EXERCISE DATA ->

--- START ---

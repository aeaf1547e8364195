//! Per-key async mutual exclusion.
//!
//! Serializes work on one key (a ledger entry) while letting different keys
//! proceed in parallel. Lock slots are reference counted and dropped from the
//! table once nobody holds or waits on them.

use std::collections::HashMap;
use std::hash::Hash;
use std::sync::{Arc, Mutex, PoisonError, Weak};

use tokio::sync::{Mutex as AsyncMutex, OwnedMutexGuard};

/// Prune dead slots once the table grows past this many keys.
const PRUNE_THRESHOLD: usize = 1024;

/// A table of async mutexes keyed by `K`.
pub struct KeyedLocks<K> {
    slots: Mutex<HashMap<K, Weak<AsyncMutex<()>>>>,
}

/// Held while the key is locked.
pub type KeyGuard = OwnedMutexGuard<()>;

impl<K> Default for KeyedLocks<K> {
    fn default() -> Self {
        Self {
            slots: Mutex::new(HashMap::new()),
        }
    }
}

impl<K: Eq + Hash + Clone> KeyedLocks<K> {
    /// Create an empty lock table.
    #[must_use]
    pub fn new() -> Self {
        Self::default()
    }

    /// Wait until `key` is free and lock it.
    pub async fn lock(&self, key: K) -> KeyGuard {
        self.slot(key).lock_owned().await
    }

    /// Number of keys currently tracked, live or not yet pruned.
    #[must_use]
    pub fn tracked_keys(&self) -> usize {
        self.slots
            .lock()
            .unwrap_or_else(PoisonError::into_inner)
            .len()
    }

    fn slot(&self, key: K) -> Arc<AsyncMutex<()>> {
        // The std mutex is only held for map bookkeeping, never across an await
        let mut slots = self.slots.lock().unwrap_or_else(PoisonError::into_inner);

        if let Some(existing) = slots.get(&key).and_then(Weak::upgrade) {
            return existing;
        }

        if slots.len() >= PRUNE_THRESHOLD {
            slots.retain(|_, slot| slot.strong_count() > 0);
        }

        let slot = Arc::new(AsyncMutex::new(()));
        slots.insert(key, Arc::downgrade(&slot));
        slot
    }
}
//! Reward ledger entries and purchase arithmetic.

use chrono::{DateTime, Utc};
use rust_decimal::Decimal;
use serde::{Deserialize, Serialize};

use super::merchant::RewardsTier;
use super::resolver::resolve_tier;
use crate::types::{CustomerId, LedgerEntryId, MAX_AMOUNT, MerchantId, PurchaseAmount, round2};

/// Errors from ledger arithmetic and entry construction.
#[derive(thiserror::Error, Debug, Clone, PartialEq, Eq)]
pub enum LedgerError {
    /// A seeded spend total is negative.
    #[error("initial total spent cannot be negative")]
    NegativeSeedSpend,
    /// A seeded purchase count is negative.
    #[error("initial purchase count cannot be negative")]
    NegativeSeedCount,
    /// The spend total would exceed [`MAX_AMOUNT`].
    #[error("total spent cannot exceed {}", MAX_AMOUNT)]
    SpendOverflow,
}

/// The discount currently applied to a customer at a merchant.
#[derive(Debug, Clone, Copy, Default, PartialEq, Eq, Serialize, Deserialize)]
pub struct CurrentDiscount {
    /// Discount amount, in the merchant's discount unit.
    pub amount: Decimal,
}

/// Accumulated loyalty record for one customer at one merchant.
#[derive(Debug, Clone, PartialEq, Eq, Serialize, Deserialize)]
#[serde(rename_all = "camelCase")]
pub struct RewardLedgerEntry {
    /// Entry ID.
    pub id: LedgerEntryId,
    /// Customer this entry belongs to.
    pub customer_id: CustomerId,
    /// Merchant this entry belongs to.
    pub merchant_id: MerchantId,
    /// Cumulative spend, rounded to cents.
    pub total_spent: Decimal,
    /// Number of recorded purchases.
    pub purchase_count: i64,
    /// Most recent check-in or visit.
    pub last_visit: DateTime<Utc>,
    /// Discount earned so far.
    pub current_discount: CurrentDiscount,
    /// Optimistic concurrency version, bumped on every update.
    pub version: i64,
    /// When the customer first checked in.
    pub created_at: DateTime<Utc>,
    /// When the entry was last changed.
    pub updated_at: DateTime<Utc>,
}

/// Data needed to create a ledger entry on check-in.
#[derive(Debug, Clone, PartialEq, Eq)]
pub struct NewLedgerEntry {
    pub customer_id: CustomerId,
    pub merchant_id: MerchantId,
    pub total_spent: Decimal,
    pub purchase_count: i64,
    pub last_visit: DateTime<Utc>,
}

impl NewLedgerEntry {
    /// A first check-in with no prior spend.
    #[must_use]
    pub fn check_in(
        customer_id: CustomerId,
        merchant_id: MerchantId,
        now: DateTime<Utc>,
    ) -> Self {
        Self {
            customer_id,
            merchant_id,
            total_spent: Decimal::ZERO,
            purchase_count: 0,
            last_visit: now,
        }
    }

    /// Seed the entry with history imported from elsewhere.
    ///
    /// # Errors
    ///
    /// Returns an error if either seed value is negative.
    pub fn with_seed(
        mut self,
        total_spent: Option<Decimal>,
        purchase_count: Option<i64>,
    ) -> Result<Self, LedgerError> {
        if let Some(spent) = total_spent {
            if spent.is_sign_negative() && !spent.is_zero() {
                return Err(LedgerError::NegativeSeedSpend);
            }
            let spent = round2(spent);
            if spent > MAX_AMOUNT {
                return Err(LedgerError::SpendOverflow);
            }
            self.total_spent = spent;
        }
        if let Some(count) = purchase_count {
            if count < 0 {
                return Err(LedgerError::NegativeSeedCount);
            }
            self.purchase_count = count;
        }
        Ok(self)
    }

    /// Materialize the entry with a fresh ID at version 0.
    #[must_use]
    pub fn into_entry(self, id: LedgerEntryId, now: DateTime<Utc>) -> RewardLedgerEntry {
        RewardLedgerEntry {
            id,
            customer_id: self.customer_id,
            merchant_id: self.merchant_id,
            total_spent: self.total_spent,
            purchase_count: self.purchase_count,
            last_visit: self.last_visit,
            current_discount: CurrentDiscount::default(),
            version: 0,
            created_at: now,
            updated_at: now,
        }
    }
}

/// A partial update to a ledger entry, applied atomically by storage.
#[derive(Debug, Clone, Default, PartialEq, Eq)]
pub struct LedgerPatch {
    pub total_spent: Option<Decimal>,
    pub purchase_count: Option<i64>,
    pub discount_amount: Option<Decimal>,
    pub last_visit: Option<DateTime<Utc>>,
}

impl LedgerPatch {
    /// A patch that only touches `last_visit`.
    #[must_use]
    pub fn visit(at: DateTime<Utc>) -> Self {
        Self {
            last_visit: Some(at),
            ..Self::default()
        }
    }

    /// Apply the patch in place, bumping the version.
    pub fn apply_to(&self, entry: &mut RewardLedgerEntry, now: DateTime<Utc>) {
        if let Some(total_spent) = self.total_spent {
            entry.total_spent = total_spent;
        }
        if let Some(purchase_count) = self.purchase_count {
            entry.purchase_count = purchase_count;
        }
        if let Some(amount) = self.discount_amount {
            entry.current_discount.amount = amount;
        }
        if let Some(last_visit) = self.last_visit {
            entry.last_visit = last_visit;
        }
        entry.version += 1;
        entry.updated_at = now;
    }
}

/// Result of applying a purchase to a ledger entry.
#[derive(Debug, Clone, PartialEq, Eq)]
pub struct PurchaseOutcome {
    /// Fields to persist.
    pub patch: LedgerPatch,
    /// Highest tier reached by the new spend total.
    pub highest_tier: Option<RewardsTier>,
    /// Whether the customer's discount went up.
    pub upgraded: bool,
}

/// Compute the effect of a purchase on a ledger entry.
///
/// Spend is rounded to cents after adding. The discount is raised only when
/// the newly resolved tier offers strictly more than the current discount;
/// an equal or lower tier leaves it untouched.
///
/// # Errors
///
/// Returns [`LedgerError::SpendOverflow`] if the new total exceeds
/// [`MAX_AMOUNT`].
pub fn apply_purchase(
    entry: &RewardLedgerEntry,
    amount: PurchaseAmount,
    tiers: &[RewardsTier],
) -> Result<PurchaseOutcome, LedgerError> {
    let total_spent = entry
        .total_spent
        .checked_add(amount.value())
        .map(round2)
        .filter(|total| *total <= MAX_AMOUNT)
        .ok_or(LedgerError::SpendOverflow)?;
    let purchase_count = entry.purchase_count.saturating_add(1);

    let highest_tier = resolve_tier(total_spent, tiers).cloned();
    let upgraded = highest_tier
        .as_ref()
        .is_some_and(|tier| tier.discount > entry.current_discount.amount);

    let discount_amount = if upgraded {
        highest_tier.as_ref().map(|tier| tier.discount)
    } else {
        None
    };

    Ok(PurchaseOutcome {
        patch: LedgerPatch {
            total_spent: Some(total_spent),
            purchase_count: Some(purchase_count),
            discount_amount,
            last_visit: None,
        },
        highest_tier,
        upgraded,
    })
}
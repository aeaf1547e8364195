//! CLI command implementations.

pub mod merchant;
pub mod migrate;
pub mod tiers;

use std::path::{Path, PathBuf};

use secrecy::SecretString;
use thiserror::Error;

/// Errors that can occur while running a command.
#[derive(Debug, Error)]
pub enum CommandError {
    /// Required environment variable is missing.
    #[error("Missing environment variable: {0}")]
    MissingEnvVar(&'static str),

    /// Database connection error.
    #[error("Database error: {0}")]
    Database(#[from] sqlx::Error),

    /// Migration failed.
    #[error("Migration error: {0}")]
    Migration(#[from] sqlx::migrate::MigrateError),

    /// Storage rejected the operation.
    #[error("Storage error: {0}")]
    Repository(#[from] loyalty_server::db::RepositoryError),

    /// Input file could not be read.
    #[error("Failed to read {path}: {source}")]
    Io {
        path: PathBuf,
        source: std::io::Error,
    },

    /// Input file is not valid merchant YAML.
    #[error("Invalid merchant file: {0}")]
    Yaml(#[from] serde_yaml::Error),

    /// Input value failed validation.
    #[error("Invalid input: {0}")]
    Invalid(String),
}

/// Read the database URL, preferring `LOYALTY_DATABASE_URL`.
fn database_url() -> Result<SecretString, CommandError> {
    dotenvy::dotenv().ok();

    std::env::var("LOYALTY_DATABASE_URL")
        .or_else(|_| std::env::var("DATABASE_URL"))
        .map(SecretString::from)
        .map_err(|_| CommandError::MissingEnvVar("LOYALTY_DATABASE_URL"))
}

fn read_file(path: &Path) -> Result<String, CommandError> {
    std::fs::read_to_string(path).map_err(|source| CommandError::Io {
        path: path.to_owned(),
        source,
    })
}
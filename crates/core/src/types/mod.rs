//! Core types for Loyalty POS.
//!
//! This module provides type-safe wrappers for identifiers and money.

pub mod amount;
pub mod id;

pub use amount::{AmountError, CURRENCY_SCALE, MAX_AMOUNT, PurchaseAmount, round2};
pub use id::{CustomerId, IdError, LedgerEntryId, MerchantId};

--- END ---

YOUR TASK -> Look through the entries above, and wherever a line holds the word "RewardsTier", copy it.

ANSWER FOR THIS EXERCISE ->
use super::merchant::RewardsTier;
    pub highest_tier: Option<RewardsTier>,
    tiers: &[RewardsTier],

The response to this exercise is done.